## EXERCISE DESCRIPTION:
Within the entries below, the lines from the one with "filename crates/shapeq/src/impls/mod.rs" through the one with "the array shapes" are to be set down exactly, both ends kept.

Records from a data collection
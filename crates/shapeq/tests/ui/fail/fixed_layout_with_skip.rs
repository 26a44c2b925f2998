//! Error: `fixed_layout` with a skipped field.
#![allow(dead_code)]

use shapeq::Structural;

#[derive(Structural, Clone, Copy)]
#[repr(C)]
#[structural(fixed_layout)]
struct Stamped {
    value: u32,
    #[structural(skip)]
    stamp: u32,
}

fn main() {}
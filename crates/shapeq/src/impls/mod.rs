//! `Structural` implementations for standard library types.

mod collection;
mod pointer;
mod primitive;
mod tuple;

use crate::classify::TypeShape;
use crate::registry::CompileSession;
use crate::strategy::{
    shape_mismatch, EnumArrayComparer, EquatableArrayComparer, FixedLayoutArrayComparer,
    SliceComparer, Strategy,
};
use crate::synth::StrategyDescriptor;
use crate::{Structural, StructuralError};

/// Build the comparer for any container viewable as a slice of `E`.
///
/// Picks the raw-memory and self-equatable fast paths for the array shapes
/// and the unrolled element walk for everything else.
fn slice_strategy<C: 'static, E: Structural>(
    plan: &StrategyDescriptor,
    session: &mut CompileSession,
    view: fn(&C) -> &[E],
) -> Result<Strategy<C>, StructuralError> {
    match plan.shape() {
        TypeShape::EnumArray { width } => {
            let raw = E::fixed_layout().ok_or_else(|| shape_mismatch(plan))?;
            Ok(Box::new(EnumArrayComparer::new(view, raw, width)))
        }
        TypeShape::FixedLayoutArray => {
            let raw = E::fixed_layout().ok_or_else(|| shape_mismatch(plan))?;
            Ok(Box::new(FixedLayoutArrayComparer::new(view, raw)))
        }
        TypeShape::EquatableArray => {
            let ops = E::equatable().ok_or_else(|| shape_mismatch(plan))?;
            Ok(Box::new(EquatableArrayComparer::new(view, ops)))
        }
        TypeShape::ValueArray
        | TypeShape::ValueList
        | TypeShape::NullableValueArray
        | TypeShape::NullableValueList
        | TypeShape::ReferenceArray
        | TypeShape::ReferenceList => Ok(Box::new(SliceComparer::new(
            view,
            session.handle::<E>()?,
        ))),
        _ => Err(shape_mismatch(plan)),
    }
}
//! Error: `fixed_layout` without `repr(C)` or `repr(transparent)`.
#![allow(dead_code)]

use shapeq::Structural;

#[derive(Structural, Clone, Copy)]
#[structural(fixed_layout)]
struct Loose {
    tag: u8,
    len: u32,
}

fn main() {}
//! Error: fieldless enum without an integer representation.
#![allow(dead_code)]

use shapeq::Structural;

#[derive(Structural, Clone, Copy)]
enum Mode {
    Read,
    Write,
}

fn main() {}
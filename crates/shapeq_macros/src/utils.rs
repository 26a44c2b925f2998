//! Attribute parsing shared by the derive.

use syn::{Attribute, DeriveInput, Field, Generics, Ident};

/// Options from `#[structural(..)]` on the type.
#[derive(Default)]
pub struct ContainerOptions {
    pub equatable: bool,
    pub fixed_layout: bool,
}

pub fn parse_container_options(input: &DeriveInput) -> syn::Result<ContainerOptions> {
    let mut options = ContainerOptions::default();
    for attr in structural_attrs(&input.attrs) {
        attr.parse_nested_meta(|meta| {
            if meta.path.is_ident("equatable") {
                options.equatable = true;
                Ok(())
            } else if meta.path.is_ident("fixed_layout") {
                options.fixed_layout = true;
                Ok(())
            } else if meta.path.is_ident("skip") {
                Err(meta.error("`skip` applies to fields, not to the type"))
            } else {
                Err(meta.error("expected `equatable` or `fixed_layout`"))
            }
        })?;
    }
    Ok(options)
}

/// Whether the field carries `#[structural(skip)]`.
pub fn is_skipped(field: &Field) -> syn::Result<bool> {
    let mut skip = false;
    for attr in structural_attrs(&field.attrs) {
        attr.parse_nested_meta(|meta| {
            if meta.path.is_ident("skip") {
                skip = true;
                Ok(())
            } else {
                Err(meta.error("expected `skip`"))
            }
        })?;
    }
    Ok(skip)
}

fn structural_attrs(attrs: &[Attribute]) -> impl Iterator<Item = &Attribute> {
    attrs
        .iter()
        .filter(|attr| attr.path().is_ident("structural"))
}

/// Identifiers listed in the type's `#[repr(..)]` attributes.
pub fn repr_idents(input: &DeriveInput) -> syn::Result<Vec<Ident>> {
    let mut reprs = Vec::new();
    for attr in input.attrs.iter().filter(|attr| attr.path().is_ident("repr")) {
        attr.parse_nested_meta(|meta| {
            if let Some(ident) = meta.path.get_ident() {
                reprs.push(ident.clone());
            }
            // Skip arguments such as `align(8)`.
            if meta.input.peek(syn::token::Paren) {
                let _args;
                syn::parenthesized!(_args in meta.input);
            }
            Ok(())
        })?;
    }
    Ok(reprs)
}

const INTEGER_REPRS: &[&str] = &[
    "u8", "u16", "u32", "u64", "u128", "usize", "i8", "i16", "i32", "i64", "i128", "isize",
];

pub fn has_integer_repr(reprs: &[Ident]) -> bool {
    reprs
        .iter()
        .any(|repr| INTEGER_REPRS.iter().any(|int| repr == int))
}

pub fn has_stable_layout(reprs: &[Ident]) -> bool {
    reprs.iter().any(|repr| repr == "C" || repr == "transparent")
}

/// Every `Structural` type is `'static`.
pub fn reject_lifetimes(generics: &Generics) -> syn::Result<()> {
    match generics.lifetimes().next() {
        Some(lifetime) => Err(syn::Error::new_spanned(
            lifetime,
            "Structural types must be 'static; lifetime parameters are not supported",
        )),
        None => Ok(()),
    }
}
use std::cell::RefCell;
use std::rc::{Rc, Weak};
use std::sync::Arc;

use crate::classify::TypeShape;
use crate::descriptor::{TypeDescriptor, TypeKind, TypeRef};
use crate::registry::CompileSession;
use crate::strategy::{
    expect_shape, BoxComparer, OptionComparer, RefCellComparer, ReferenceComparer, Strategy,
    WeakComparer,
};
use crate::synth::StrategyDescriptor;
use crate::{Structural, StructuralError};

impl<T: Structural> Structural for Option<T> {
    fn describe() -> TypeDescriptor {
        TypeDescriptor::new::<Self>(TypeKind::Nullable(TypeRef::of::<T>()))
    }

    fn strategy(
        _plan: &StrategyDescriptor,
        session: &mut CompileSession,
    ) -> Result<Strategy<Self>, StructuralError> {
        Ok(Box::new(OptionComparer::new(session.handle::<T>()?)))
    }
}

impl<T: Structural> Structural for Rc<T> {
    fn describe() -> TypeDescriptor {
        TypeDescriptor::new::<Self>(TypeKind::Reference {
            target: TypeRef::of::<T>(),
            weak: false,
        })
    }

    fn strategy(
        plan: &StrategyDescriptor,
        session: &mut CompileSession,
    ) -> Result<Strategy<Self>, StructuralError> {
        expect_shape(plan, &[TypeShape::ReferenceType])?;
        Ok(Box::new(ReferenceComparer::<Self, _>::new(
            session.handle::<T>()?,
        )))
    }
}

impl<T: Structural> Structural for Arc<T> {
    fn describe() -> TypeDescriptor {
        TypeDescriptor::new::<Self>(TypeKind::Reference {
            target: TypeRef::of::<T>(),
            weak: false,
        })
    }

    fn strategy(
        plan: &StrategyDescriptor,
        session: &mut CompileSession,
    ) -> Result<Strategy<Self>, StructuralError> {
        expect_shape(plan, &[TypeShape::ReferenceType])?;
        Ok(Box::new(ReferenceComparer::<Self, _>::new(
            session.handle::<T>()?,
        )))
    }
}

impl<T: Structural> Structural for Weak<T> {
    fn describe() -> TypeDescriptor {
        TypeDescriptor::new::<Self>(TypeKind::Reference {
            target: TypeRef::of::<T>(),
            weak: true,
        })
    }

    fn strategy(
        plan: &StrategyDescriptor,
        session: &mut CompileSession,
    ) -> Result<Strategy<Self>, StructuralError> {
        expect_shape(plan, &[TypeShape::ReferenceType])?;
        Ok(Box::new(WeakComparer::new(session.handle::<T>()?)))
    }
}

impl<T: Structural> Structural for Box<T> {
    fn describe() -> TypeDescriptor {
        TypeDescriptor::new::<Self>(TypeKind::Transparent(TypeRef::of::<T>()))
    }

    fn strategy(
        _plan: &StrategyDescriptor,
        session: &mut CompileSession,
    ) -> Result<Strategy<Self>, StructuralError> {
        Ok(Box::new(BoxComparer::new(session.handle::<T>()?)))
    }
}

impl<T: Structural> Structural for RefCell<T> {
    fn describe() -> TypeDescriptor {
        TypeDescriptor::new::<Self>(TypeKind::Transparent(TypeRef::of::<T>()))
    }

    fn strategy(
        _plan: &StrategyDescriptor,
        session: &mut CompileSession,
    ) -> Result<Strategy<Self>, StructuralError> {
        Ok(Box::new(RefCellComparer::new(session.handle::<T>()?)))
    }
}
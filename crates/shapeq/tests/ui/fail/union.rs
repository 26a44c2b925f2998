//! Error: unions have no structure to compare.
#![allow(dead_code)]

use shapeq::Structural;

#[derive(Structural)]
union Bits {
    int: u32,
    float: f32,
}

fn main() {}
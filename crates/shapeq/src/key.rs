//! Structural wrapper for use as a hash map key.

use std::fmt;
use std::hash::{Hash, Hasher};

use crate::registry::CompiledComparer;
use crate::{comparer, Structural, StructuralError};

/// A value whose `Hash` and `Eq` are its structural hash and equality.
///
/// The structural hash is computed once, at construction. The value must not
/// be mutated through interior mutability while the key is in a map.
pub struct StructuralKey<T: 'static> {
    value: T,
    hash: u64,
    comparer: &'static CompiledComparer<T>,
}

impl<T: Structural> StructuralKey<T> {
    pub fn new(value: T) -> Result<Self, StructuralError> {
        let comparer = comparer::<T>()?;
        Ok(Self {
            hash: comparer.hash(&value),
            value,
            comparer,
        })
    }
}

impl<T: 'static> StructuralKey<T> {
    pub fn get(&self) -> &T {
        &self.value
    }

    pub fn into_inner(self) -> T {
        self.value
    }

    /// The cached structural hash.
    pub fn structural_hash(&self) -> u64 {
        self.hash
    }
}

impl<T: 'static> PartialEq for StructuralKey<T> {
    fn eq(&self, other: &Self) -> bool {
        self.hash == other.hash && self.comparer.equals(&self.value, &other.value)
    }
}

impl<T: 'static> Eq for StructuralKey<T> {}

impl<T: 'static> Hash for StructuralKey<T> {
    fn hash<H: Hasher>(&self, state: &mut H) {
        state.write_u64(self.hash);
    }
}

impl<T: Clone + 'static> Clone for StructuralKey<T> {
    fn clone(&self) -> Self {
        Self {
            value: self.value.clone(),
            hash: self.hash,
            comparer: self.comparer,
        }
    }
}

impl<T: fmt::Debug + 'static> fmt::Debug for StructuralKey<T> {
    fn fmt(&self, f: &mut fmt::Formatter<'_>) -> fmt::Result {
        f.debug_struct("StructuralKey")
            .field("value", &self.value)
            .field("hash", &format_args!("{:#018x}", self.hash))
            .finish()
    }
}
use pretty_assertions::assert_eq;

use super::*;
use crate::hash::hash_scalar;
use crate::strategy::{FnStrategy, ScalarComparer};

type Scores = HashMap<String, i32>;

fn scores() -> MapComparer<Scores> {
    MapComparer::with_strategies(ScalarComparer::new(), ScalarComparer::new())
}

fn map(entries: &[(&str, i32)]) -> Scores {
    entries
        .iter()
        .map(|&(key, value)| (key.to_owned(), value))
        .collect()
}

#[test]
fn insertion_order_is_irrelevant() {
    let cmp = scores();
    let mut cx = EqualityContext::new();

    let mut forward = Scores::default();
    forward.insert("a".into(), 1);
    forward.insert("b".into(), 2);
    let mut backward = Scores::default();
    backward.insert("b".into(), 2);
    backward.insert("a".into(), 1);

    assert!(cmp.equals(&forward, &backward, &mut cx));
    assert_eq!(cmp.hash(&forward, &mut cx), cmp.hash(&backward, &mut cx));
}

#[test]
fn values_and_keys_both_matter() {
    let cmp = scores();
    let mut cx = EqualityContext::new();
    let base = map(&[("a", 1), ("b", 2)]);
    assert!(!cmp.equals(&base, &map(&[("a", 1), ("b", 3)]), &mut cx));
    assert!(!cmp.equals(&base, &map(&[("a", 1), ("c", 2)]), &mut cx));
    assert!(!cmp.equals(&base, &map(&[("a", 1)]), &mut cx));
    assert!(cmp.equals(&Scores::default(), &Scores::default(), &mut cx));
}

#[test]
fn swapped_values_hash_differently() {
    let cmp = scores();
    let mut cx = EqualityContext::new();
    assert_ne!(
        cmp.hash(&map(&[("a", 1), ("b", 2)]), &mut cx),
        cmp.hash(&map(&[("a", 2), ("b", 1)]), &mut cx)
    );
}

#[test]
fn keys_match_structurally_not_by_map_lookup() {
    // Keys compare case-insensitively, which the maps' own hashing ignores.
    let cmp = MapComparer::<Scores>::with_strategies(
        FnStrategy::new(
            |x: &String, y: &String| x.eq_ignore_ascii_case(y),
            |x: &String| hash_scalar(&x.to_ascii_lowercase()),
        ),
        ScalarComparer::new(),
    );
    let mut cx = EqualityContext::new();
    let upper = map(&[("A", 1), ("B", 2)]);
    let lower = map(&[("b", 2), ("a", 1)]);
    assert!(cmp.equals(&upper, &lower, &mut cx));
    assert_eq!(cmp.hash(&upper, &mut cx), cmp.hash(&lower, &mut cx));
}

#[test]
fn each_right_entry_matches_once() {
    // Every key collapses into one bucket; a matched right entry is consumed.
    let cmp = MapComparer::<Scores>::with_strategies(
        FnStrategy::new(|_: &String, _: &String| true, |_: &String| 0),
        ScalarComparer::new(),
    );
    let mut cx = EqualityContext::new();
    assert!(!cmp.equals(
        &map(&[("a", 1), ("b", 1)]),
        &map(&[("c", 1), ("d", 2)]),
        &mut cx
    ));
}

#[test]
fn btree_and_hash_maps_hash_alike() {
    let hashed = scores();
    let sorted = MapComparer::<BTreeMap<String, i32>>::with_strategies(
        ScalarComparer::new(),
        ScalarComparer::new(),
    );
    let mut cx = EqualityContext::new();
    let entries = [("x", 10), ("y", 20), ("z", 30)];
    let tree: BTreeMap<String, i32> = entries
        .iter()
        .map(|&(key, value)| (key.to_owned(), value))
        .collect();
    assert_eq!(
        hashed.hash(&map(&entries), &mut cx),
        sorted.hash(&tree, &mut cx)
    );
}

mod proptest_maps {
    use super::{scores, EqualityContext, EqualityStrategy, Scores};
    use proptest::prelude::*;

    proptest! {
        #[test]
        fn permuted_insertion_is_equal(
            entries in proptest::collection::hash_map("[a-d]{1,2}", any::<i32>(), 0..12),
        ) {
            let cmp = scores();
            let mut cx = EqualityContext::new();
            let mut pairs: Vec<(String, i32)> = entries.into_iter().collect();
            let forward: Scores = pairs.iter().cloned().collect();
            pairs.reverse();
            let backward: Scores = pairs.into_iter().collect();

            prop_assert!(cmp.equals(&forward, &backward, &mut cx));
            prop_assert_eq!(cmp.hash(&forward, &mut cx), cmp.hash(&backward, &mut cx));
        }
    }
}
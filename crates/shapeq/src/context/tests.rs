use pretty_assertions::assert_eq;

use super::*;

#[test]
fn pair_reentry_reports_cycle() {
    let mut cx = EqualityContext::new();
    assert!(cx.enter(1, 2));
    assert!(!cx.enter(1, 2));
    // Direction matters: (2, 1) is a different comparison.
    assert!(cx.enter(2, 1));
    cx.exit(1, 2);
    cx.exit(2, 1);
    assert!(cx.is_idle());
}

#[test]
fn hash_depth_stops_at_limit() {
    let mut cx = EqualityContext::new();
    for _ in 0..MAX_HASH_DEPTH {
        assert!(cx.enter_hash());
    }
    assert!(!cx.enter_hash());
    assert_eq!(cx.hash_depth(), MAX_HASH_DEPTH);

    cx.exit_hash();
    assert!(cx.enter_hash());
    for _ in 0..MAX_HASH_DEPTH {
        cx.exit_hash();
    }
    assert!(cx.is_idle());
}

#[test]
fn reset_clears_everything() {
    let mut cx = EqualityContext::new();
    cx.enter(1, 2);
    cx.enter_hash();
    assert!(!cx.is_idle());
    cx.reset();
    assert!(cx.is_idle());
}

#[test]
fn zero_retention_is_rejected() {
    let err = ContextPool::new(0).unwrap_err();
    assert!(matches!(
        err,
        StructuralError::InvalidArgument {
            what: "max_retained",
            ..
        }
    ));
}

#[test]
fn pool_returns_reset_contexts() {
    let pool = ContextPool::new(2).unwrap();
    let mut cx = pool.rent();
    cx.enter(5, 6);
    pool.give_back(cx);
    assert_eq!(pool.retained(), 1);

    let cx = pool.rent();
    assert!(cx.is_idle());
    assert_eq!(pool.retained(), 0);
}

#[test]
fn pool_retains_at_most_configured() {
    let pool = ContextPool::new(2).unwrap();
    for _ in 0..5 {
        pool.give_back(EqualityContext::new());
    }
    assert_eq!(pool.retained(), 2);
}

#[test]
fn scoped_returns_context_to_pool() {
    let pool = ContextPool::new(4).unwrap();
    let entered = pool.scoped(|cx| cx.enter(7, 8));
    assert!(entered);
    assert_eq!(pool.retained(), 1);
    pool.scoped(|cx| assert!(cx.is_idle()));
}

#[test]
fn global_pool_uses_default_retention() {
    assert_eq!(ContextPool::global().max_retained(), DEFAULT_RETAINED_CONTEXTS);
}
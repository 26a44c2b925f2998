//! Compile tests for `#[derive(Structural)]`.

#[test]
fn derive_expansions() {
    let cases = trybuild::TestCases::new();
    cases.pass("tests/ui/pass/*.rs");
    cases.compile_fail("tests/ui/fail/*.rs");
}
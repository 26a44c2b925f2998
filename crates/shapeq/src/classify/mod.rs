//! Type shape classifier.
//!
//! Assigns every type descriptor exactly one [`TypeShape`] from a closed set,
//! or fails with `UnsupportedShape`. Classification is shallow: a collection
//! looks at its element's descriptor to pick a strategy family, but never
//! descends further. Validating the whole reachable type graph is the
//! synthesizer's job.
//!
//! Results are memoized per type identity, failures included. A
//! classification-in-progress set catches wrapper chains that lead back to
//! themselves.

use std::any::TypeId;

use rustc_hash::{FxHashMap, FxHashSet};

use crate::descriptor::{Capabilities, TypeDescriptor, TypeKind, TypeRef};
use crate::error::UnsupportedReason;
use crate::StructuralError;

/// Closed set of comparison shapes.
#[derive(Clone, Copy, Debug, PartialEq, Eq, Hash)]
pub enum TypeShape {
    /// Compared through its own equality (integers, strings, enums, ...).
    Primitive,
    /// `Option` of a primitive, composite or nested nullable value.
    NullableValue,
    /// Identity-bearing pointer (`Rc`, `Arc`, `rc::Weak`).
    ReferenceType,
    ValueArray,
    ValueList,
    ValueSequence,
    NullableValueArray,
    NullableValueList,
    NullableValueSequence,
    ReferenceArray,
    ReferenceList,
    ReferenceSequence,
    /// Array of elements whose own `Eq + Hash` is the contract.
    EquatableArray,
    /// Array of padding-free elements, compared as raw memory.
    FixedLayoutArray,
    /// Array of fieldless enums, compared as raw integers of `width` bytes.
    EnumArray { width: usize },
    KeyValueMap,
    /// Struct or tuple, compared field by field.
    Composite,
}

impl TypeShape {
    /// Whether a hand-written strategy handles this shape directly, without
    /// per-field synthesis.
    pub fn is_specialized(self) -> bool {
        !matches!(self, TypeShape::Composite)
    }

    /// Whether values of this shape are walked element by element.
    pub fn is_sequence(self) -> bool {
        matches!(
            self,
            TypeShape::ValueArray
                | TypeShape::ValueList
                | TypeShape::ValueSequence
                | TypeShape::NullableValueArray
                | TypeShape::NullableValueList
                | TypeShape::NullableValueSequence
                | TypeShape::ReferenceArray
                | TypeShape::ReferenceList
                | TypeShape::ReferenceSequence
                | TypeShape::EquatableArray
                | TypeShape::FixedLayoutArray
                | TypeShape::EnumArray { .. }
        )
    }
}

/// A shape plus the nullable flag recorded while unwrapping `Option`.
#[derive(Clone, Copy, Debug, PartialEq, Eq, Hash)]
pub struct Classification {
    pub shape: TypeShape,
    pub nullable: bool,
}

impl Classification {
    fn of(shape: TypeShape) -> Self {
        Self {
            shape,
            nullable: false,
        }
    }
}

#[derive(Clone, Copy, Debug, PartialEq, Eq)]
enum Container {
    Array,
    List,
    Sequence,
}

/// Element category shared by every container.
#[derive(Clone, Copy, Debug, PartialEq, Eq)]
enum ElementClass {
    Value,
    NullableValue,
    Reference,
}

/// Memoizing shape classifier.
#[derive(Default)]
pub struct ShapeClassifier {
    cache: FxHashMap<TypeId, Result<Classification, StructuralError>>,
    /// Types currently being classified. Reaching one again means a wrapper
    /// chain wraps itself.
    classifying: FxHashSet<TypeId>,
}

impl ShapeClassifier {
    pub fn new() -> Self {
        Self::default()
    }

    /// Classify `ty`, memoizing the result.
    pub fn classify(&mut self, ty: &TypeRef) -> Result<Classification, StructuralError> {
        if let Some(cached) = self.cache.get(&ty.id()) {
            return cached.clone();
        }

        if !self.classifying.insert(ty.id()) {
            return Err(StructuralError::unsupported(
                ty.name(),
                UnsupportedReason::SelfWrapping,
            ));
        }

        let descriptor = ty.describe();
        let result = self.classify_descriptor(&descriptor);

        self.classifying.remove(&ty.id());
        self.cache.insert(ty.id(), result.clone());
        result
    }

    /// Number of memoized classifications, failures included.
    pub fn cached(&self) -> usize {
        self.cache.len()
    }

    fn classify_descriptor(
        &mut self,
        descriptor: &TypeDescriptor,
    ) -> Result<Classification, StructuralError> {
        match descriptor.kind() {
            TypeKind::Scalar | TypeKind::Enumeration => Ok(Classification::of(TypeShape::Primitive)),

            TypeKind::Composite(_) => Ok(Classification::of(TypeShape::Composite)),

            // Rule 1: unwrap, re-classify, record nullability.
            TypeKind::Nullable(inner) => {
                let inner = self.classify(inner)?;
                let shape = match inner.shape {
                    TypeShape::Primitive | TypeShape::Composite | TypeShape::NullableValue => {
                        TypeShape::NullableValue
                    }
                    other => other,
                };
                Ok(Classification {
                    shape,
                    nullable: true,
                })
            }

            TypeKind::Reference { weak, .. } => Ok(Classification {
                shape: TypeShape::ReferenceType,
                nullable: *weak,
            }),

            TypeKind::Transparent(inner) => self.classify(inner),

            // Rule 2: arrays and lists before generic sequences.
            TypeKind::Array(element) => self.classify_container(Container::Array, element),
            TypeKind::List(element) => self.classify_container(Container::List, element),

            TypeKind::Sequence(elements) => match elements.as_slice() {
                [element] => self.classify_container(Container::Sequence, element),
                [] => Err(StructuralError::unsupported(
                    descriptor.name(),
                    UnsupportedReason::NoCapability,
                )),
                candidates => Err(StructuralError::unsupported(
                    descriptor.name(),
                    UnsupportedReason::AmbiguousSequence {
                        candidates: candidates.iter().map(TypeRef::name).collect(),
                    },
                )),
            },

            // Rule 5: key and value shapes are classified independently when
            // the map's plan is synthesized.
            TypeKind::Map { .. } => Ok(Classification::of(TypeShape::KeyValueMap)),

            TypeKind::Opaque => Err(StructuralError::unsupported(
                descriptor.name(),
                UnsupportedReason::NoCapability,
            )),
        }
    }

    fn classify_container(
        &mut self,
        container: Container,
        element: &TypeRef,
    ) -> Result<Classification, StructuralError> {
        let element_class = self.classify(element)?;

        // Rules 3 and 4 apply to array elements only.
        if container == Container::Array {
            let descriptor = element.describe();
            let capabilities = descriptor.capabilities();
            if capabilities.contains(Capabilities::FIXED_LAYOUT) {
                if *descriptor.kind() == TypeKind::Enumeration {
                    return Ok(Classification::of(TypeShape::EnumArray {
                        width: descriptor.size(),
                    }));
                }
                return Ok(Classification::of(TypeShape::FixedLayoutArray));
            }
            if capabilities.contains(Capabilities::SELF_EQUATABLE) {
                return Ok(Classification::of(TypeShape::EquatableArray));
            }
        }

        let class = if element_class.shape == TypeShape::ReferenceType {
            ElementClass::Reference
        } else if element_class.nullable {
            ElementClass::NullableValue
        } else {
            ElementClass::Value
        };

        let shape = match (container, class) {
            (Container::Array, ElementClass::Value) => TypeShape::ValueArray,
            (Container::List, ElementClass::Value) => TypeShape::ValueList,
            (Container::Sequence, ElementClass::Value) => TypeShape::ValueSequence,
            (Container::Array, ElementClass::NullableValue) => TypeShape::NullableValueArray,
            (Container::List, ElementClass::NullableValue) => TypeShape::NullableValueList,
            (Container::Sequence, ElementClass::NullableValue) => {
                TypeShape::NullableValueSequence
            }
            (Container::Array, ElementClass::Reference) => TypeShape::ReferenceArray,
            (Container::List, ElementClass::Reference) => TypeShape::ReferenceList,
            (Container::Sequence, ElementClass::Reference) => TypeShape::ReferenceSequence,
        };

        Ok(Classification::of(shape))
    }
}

## SOLUTION TO THE PROBLEM:
filename crates/shapeq/src/impls/mod.rs
//! `Structural` implementations for standard library types.

mod collection;
mod pointer;
mod primitive;
mod tuple;

use crate::classify::TypeShape;
use crate::registry::CompileSession;
use crate::strategy::{
    shape_mismatch, EnumArrayComparer, EquatableArrayComparer, FixedLayoutArrayComparer,
    SliceComparer, Strategy,
};
use crate::synth::StrategyDescriptor;
use crate::{Structural, StructuralError};

/// Build the comparer for any container viewable as a slice of `E`.
///
/// Picks the raw-memory and self-equatable fast paths for the array shapes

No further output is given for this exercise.